#Open journalism No news is bad news

Your contributions will help us continue to deliver the stories that are important to you

Support The Journal
Dublin: 12°C Monday 19 October 2020

This is what earth looks like from Saturn, 1.44 billion km away

See the tiny blue dot there that’s the earth (not to be confused with dust on your screen).

SEE THAT TINY blue dot with the arrow pointing to it? Well, that’s the earth as seen from the planet Saturn.

In the picture, taken on Friday 19 July by NASA’s Cassini spacecraft, you can also see Saturn’s rings and the moon.

Earth, which is 1.44 billion kilometres (898 million miles) away in this image, appears as a blue dot, while the moon can be seen as a fainter protrusion off its right side. The other bright dots nearby are stars.

In this image by Cassini you can see the moon and the earth. It’s only the third time ever the earth was pictured from the outer solar system.

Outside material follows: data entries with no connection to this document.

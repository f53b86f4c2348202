use serde::{Deserialize, Serialize};

/// User record as exchanged with the backend.
#[derive(Debug, Clone, PartialEq, Eq, Serialize, Deserialize)]
pub struct User {
    pub id: u64,                      // server-assigned, immutable
    #[serde(default)]
    pub name: String,
    #[serde(default)]
    pub email: String,
    #[serde(default, skip_serializing_if = "Option::is_none")]
    pub surname: Option<String>,
    #[serde(default)]
    pub created_at: i64,              // unix seconds
    #[serde(default)]
    pub updated_at: i64,              // unix seconds
}

impl User {
    /// Builds a record whose timestamps both equal `at`.
    pub fn stamped(id: u64, name: impl Into<String>, email: impl Into<String>, at: i64) -> Self {
        Self {
            id,
            name: name.into(),
            email: email.into(),
            surname: None,
            created_at: at,
            updated_at: at,
        }
    }
}

/// Payload for creating a user.
#[derive(Debug, Clone, PartialEq, Eq, Serialize, Deserialize)]
pub struct NewUser {
    pub name: String,
    pub email: String,
}

impl NewUser {
    pub fn new(name: impl Into<String>, email: impl Into<String>) -> Self {
        Self {
            name: name.into(),
            email: email.into(),
        }
    }
}

/// One page of a user listing.
#[derive(Debug, Clone, Default, PartialEq, Eq, Serialize, Deserialize)]
pub struct UserPage {
    #[serde(default)]
    pub users: Vec<User>,
    #[serde(default)]
    pub total_count: u64,
}

/// Number of pages needed to show `total_count` items, `page_size` at a time.
pub fn total_pages(total_count: u64, page_size: u32) -> u32 {
    if page_size == 0 {
        return 0;
    }
    total_count.div_ceil(page_size as u64) as u32
}

/// Half-open index range of `page` within a collection of `len` items.
///
/// `page` is 1-indexed; page 0 is read as page 1. The range is clipped to
/// `len`, so a page past the end yields an empty range.
pub fn page_bounds(page: u32, page_size: u32, len: usize) -> std::ops::Range<usize> {
    let start = (page.saturating_sub(1) as usize).saturating_mul(page_size as usize);
    let end = start.saturating_add(page_size as usize);
    start.min(len)..end.min(len)
}

pub fn now_unix() -> i64 {
    time::OffsetDateTime::now_utc().unix_timestamp()
}
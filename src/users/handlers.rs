use axum::{
    extract::{Path, Query, State},
    http::StatusCode,
    routing::get,
    Json, Router,
};
use tracing::{error, info, instrument, warn};

use crate::{
    backend::BackendError,
    state::AppState,
    users::{
        dto::{HealthResponse, ListParams},
        model::{NewUser, User, UserPage},
        validation::{validate_new_user, validate_pagination, validate_user_id, ValidationError},
    },
};

pub fn user_routes() -> Router<AppState> {
    Router::new()
        .route("/api/users", get(list_users).post(create_user))
        .route("/api/users/:id", get(get_user))
}

pub fn health_routes() -> Router<AppState> {
    Router::new().route("/health", get(health))
}

#[instrument(skip(state))]
pub async fn list_users(
    State(state): State<AppState>,
    Query(p): Query<ListParams>,
) -> Result<Json<UserPage>, (StatusCode, String)> {
    let (page, page_size) = validate_pagination(p.page, p.page_size).map_err(bad_request)?;
    let users = state
        .backend
        .list_users(page, page_size)
        .await
        .map_err(upstream)?;
    Ok(Json(users))
}

#[instrument(skip(state))]
pub async fn get_user(
    State(state): State<AppState>,
    Path(id): Path<i64>,
) -> Result<Json<User>, (StatusCode, String)> {
    let id = validate_user_id(id).map_err(bad_request)?;
    match state.backend.get_user(id).await.map_err(upstream)? {
        Some(user) => Ok(Json(user)),
        None => {
            warn!(user_id = id, "user not found");
            Err((StatusCode::NOT_FOUND, format!("User with ID {id} not found")))
        }
    }
}

#[instrument(skip(state, payload))]
pub async fn create_user(
    State(state): State<AppState>,
    Json(payload): Json<NewUser>,
) -> Result<(StatusCode, Json<User>), (StatusCode, String)> {
    let req = validate_new_user(&payload).map_err(bad_request)?;
    let user = state.backend.create_user(&req).await.map_err(upstream)?;
    info!(user_id = user.id, email = %user.email, "user created");
    Ok((StatusCode::CREATED, Json(user)))
}

#[instrument(skip(state))]
pub async fn health(State(state): State<AppState>) -> (StatusCode, Json<HealthResponse>) {
    match state.backend.list_users(1, 1).await {
        Ok(page) => (
            StatusCode::OK,
            Json(HealthResponse {
                status: "ok",
                total_count: Some(page.total_count),
            }),
        ),
        Err(e) => {
            error!(error = %e, "backend health check failed");
            (
                StatusCode::SERVICE_UNAVAILABLE,
                Json(HealthResponse {
                    status: "unavailable",
                    total_count: None,
                }),
            )
        }
    }
}

fn bad_request(e: ValidationError) -> (StatusCode, String) {
    warn!(error = %e, "rejected request");
    (StatusCode::BAD_REQUEST, e.to_string())
}

fn upstream(e: BackendError) -> (StatusCode, String) {
    let status = match &e {
        BackendError::AlreadyExists(_) => StatusCode::CONFLICT,
        BackendError::InvalidArgument(_) => StatusCode::BAD_REQUEST,
        BackendError::Unreachable(_) | BackendError::Status { .. } | BackendError::Decode(_) => {
            StatusCode::BAD_GATEWAY
        }
    };
    error!(error = %e, %status, "backend call failed");
    (status, e.to_string())
}
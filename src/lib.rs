//! Demo user directory: a server-rendered overview page, a REST proxy over a
//! user backend, and a typed client with headless views that fall back to
//! mock data when the backend is down.

pub mod app;
pub mod backend;
pub mod client;
pub mod config;
pub mod render;
pub mod state;
pub mod users;
pub mod views;

pub use backend::{BackendError, HttpBackend, InMemoryBackend, UserBackend};
pub use client::{MockDataset, Sourced, UserServiceClient};
pub use users::model::{NewUser, User, UserPage};
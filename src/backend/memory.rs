use std::collections::BTreeMap;

use async_trait::async_trait;
use tokio::sync::RwLock;
use tracing::info;

use super::{BackendError, UserBackend};
use crate::users::model::{now_unix, page_bounds, NewUser, User, UserPage};

const SEED_TIMESTAMP: i64 = 1_640_995_200; // 2022-01-01
const DEFAULT_PAGE_SIZE: u32 = 10;

struct Store {
    users: BTreeMap<u64, User>,
    next_id: u64,
}

/// In-process stand-in for the user service.
pub struct InMemoryBackend {
    store: RwLock<Store>,
}

impl InMemoryBackend {
    pub fn new() -> Self {
        Self::with_users(vec![
            User::stamped(1, "John Doe", "john@example.com", SEED_TIMESTAMP),
            User::stamped(2, "Jane Smith", "jane@example.com", SEED_TIMESTAMP),
        ])
    }

    pub fn with_users(users: Vec<User>) -> Self {
        let next_id = users.iter().map(|u| u.id).max().unwrap_or(0) + 1;
        let users = users.into_iter().map(|u| (u.id, u)).collect();
        Self {
            store: RwLock::new(Store { users, next_id }),
        }
    }
}

impl Default for InMemoryBackend {
    fn default() -> Self {
        Self::new()
    }
}

#[async_trait]
impl UserBackend for InMemoryBackend {
    async fn list_users(&self, page: u32, page_size: u32) -> Result<UserPage, BackendError> {
        let page = page.max(1);
        let page_size = if page_size == 0 { DEFAULT_PAGE_SIZE } else { page_size };

        let store = self.store.read().await;
        let all: Vec<&User> = store.users.values().collect();
        let users = all[page_bounds(page, page_size, all.len())]
            .iter()
            .map(|u| (*u).clone())
            .collect();
        Ok(UserPage {
            users,
            total_count: all.len() as u64,
        })
    }

    async fn get_user(&self, id: u64) -> Result<Option<User>, BackendError> {
        Ok(self.store.read().await.users.get(&id).cloned())
    }

    async fn create_user(&self, req: &NewUser) -> Result<User, BackendError> {
        let mut store = self.store.write().await;
        if store.users.values().any(|u| u.email == req.email) {
            return Err(BackendError::AlreadyExists(req.email.clone()));
        }
        let user = User::stamped(store.next_id, &req.name, &req.email, now_unix());
        store.users.insert(user.id, user.clone());
        store.next_id += 1;
        info!(user_id = user.id, email = %user.email, "user created");
        Ok(user)
    }
}
use userdesk::{app, state::AppState};

#[tokio::main]
async fn main() -> anyhow::Result<()> {
    dotenvy::dotenv().ok();

    let env_filter = std::env::var("RUST_LOG")
        .unwrap_or_else(|_| "userdesk=debug,axum=info,tower_http=info".to_string());
    let json_logs = std::env::var("LOG_FORMAT")
        .map(|v| v == "json")
        .unwrap_or(false);

    if json_logs {
        tracing_subscriber::fmt()
            .with_env_filter(env_filter)
            .with_target(false)
            .json()
            .init();
    } else {
        tracing_subscriber::fmt().with_env_filter(env_filter).init();
    }

    let app_state = AppState::init()?;
    let config = app_state.config.clone();

    app::serve(app::build_app(app_state), &config).await
}
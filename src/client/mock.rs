use crate::users::model::{page_bounds, User, UserPage};

/// Fixed substitute dataset served when the backend is unavailable.
///
/// Read-only after construction; records fabricated by a failed create are
/// not added here.
#[derive(Debug, Clone)]
pub struct MockDataset {
    users: Vec<User>,
}

impl MockDataset {
    pub fn new(users: Vec<User>) -> Self {
        Self { users }
    }

    pub fn seed() -> Self {
        Self::new(vec![
            User::stamped(1, "John Doe", "john@example.com", 1_640_995_200),
            User::stamped(2, "Jane Smith", "jane@example.com", 1_640_995_200),
            User::stamped(3, "Bob Johnson", "bob@example.com", 1_641_081_600),
        ])
    }

    pub fn len(&self) -> usize {
        self.users.len()
    }

    pub fn is_empty(&self) -> bool {
        self.users.is_empty()
    }

    pub fn page(&self, page: u32, page_size: u32) -> UserPage {
        UserPage {
            users: self.users[page_bounds(page, page_size, self.users.len())].to_vec(),
            total_count: self.users.len() as u64,
        }
    }

    pub fn find(&self, id: u64) -> Option<User> {
        self.users.iter().find(|u| u.id == id).cloned()
    }
}

impl Default for MockDataset {
    fn default() -> Self {
        Self::seed()
    }
}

“We can’t see individual continents or people in this portrait of Earth, but this pale blue dot is a succinct summary of who we were on July 19,” Linda Spilker, Cassini spacecraft lead scientist at the Jet Propulsion Laboratory in Pasadena, California.

These images show views of the earth and the moon from NASA’s Cassini (left) and MESSENGER spacecraft (right). In the Cassini image, the wide-angle camera has captured Saturn’s rings, while in the MESSENGER image, the earth and the moon appear as a pair of bright stars.

MESSENGER was at a distance of (98 million kilometres (61 million miles) from earth when it took this image.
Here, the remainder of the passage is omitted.